** BRIEF **
In the entries that follow, the line with "impl<T: FloatT> VectorMath" opens the range and the line with "fn sum(&self) ->" closes it; repeat that range exactly, both lines included.

** THE RECORDS **

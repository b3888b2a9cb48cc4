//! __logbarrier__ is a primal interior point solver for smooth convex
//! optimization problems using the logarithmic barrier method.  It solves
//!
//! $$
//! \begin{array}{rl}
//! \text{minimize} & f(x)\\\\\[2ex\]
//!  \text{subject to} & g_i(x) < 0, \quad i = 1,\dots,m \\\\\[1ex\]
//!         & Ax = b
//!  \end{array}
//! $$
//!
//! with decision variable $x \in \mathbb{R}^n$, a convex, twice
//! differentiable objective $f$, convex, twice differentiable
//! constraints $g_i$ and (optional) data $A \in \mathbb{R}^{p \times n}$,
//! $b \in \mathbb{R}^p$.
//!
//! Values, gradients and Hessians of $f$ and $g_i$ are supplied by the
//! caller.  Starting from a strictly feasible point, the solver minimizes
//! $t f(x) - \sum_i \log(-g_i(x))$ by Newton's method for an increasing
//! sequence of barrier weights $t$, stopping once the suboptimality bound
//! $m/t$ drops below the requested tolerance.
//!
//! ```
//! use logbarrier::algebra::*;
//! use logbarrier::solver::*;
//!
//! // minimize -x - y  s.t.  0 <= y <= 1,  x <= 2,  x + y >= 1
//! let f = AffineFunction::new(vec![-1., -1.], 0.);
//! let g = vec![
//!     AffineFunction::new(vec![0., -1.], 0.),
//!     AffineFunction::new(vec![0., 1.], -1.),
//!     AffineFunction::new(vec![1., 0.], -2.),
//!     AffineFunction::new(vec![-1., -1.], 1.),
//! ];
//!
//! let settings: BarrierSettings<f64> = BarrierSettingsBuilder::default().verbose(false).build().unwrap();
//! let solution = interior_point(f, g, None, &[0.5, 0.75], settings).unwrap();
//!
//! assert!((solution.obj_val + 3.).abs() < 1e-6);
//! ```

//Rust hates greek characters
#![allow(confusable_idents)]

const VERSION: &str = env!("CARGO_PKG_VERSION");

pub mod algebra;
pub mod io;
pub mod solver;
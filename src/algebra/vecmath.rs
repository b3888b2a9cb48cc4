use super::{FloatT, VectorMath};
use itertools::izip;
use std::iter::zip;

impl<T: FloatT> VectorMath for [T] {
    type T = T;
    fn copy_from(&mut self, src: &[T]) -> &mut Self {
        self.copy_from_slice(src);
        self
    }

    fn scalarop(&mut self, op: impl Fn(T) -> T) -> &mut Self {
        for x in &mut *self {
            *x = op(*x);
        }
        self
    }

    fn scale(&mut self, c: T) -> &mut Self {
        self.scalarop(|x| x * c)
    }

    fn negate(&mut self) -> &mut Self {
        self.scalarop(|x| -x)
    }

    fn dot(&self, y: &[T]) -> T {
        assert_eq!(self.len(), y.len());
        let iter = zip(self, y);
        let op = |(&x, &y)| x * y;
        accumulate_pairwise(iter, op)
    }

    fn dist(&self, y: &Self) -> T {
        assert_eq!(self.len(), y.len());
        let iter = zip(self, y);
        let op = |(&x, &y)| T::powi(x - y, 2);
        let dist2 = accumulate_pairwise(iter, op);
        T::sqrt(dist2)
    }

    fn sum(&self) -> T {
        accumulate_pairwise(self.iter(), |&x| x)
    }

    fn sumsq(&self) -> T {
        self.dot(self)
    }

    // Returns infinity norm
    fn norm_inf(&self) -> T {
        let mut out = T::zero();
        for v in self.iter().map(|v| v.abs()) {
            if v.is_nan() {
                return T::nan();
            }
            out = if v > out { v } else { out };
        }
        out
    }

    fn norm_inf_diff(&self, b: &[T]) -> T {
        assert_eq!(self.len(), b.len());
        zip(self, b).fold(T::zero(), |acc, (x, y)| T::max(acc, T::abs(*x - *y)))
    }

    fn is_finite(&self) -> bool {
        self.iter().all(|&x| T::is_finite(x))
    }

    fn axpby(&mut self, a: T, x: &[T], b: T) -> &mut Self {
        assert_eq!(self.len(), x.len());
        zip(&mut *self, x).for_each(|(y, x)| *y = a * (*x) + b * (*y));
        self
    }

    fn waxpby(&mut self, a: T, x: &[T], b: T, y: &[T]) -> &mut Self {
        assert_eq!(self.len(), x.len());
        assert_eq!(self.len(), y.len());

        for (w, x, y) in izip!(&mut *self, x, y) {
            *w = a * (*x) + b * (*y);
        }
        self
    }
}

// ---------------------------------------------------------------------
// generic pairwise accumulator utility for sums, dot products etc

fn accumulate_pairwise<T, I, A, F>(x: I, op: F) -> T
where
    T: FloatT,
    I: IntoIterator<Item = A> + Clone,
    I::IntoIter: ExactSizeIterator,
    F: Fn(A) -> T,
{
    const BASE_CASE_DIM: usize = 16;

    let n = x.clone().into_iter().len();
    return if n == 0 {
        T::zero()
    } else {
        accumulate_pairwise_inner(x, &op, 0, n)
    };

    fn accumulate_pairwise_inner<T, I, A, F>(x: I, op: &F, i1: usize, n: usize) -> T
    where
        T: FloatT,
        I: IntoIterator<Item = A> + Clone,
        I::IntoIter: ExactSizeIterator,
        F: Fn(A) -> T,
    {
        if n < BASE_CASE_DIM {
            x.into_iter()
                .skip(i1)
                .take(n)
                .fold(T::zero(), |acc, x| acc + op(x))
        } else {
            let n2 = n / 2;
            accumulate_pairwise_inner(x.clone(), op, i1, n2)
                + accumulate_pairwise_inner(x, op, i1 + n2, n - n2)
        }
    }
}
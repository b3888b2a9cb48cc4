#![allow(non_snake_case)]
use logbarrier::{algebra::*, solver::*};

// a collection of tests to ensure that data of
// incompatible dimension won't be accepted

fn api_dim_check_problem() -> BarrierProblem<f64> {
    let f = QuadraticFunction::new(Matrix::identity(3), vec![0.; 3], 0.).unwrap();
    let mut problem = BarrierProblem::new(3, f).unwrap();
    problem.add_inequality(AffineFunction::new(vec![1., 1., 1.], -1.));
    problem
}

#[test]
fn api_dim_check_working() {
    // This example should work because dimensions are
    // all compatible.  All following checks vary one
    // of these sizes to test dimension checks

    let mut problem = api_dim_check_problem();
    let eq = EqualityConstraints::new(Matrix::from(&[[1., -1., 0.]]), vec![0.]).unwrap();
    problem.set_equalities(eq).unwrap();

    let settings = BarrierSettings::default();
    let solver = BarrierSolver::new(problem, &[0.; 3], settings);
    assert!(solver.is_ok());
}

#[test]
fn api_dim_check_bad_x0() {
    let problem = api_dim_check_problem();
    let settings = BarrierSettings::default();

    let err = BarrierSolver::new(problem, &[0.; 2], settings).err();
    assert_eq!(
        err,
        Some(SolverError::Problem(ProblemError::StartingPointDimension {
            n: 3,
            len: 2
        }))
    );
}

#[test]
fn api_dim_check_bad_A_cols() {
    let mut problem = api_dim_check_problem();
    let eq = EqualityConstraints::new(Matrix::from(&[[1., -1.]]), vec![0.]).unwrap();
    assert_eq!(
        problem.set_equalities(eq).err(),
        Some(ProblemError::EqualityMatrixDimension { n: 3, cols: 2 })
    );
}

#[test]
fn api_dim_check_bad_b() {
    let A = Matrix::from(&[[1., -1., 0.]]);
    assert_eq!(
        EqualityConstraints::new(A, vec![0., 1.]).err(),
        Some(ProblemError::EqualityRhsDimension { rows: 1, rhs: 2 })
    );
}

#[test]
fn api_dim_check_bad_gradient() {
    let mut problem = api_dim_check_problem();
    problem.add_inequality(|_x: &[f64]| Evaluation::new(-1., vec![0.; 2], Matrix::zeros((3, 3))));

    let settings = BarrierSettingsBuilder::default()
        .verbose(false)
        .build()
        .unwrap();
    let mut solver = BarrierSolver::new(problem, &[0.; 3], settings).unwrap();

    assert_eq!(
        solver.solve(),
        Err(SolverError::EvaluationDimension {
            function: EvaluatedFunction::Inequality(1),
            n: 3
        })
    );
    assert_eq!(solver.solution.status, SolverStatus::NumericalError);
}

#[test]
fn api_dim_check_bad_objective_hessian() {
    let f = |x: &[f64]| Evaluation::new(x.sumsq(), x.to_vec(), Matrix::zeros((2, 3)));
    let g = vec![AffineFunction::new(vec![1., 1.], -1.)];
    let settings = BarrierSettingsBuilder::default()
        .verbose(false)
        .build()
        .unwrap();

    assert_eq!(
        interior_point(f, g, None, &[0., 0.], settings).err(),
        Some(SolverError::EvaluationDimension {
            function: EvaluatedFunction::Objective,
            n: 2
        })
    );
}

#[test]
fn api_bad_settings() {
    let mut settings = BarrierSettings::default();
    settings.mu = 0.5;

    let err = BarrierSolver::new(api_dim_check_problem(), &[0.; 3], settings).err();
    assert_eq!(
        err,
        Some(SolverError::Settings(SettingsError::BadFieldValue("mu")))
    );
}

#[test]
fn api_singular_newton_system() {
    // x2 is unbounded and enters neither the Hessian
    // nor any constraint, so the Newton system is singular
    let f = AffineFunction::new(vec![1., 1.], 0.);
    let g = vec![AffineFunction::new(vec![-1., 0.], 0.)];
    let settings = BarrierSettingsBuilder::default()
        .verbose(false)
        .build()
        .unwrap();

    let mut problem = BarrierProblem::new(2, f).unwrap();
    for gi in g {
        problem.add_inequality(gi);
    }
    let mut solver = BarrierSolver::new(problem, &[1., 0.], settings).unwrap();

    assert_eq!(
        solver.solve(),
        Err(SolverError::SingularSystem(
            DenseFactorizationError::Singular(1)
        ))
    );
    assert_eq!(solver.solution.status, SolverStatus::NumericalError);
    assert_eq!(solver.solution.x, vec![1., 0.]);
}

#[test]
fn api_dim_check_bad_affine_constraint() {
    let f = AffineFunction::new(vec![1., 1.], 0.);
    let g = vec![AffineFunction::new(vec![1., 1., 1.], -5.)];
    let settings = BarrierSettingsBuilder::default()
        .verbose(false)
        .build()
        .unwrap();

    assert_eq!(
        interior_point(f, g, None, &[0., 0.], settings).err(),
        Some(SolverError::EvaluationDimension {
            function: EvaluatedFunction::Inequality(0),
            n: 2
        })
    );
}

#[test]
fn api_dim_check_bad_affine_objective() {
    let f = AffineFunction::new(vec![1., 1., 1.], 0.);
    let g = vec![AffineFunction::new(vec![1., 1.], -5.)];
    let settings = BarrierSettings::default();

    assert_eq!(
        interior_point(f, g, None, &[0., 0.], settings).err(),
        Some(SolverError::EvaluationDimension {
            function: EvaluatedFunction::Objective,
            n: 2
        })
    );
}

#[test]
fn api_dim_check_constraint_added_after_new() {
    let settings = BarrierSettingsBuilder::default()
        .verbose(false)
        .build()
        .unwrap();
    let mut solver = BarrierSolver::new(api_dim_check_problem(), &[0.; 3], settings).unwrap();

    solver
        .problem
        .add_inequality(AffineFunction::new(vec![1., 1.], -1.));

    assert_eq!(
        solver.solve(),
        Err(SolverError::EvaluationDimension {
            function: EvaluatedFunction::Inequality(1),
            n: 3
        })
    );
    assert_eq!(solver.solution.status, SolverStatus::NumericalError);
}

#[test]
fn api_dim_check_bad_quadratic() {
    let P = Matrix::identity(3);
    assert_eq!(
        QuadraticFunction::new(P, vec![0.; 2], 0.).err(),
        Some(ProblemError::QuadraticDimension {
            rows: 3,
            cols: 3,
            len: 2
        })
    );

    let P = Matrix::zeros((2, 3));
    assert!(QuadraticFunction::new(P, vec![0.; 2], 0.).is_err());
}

** ANSWER BOX **
impl<T: FloatT> VectorMath for [T] {
    type T = T;
    fn copy_from(&mut self, src: &[T]) -> &mut Self {
        self.copy_from_slice(src);
        self
    }

    fn scalarop(&mut self, op: impl Fn(T) -> T) -> &mut Self {
        for x in &mut *self {
            *x = op(*x);
        }
        self
    }

    fn scale(&mut self, c: T) -> &mut Self {
        self.scalarop(|x| x * c)
    }

    fn negate(&mut self) -> &mut Self {
        self.scalarop(|x| -x)
    }

    fn dot(&self, y: &[T]) -> T {
        assert_eq!(self.len(), y.len());
        let iter = zip(self, y);
        let op = |(&x, &y)| x * y;
        accumulate_pairwise(iter, op)
    }

    fn dist(&self, y: &Self) -> T {
        assert_eq!(self.len(), y.len());
        let iter = zip(self, y);
        let op = |(&x, &y)| T::powi(x - y, 2);
        let dist2 = accumulate_pairwise(iter, op);
        T::sqrt(dist2)
    }

    fn sum(&self) -> T {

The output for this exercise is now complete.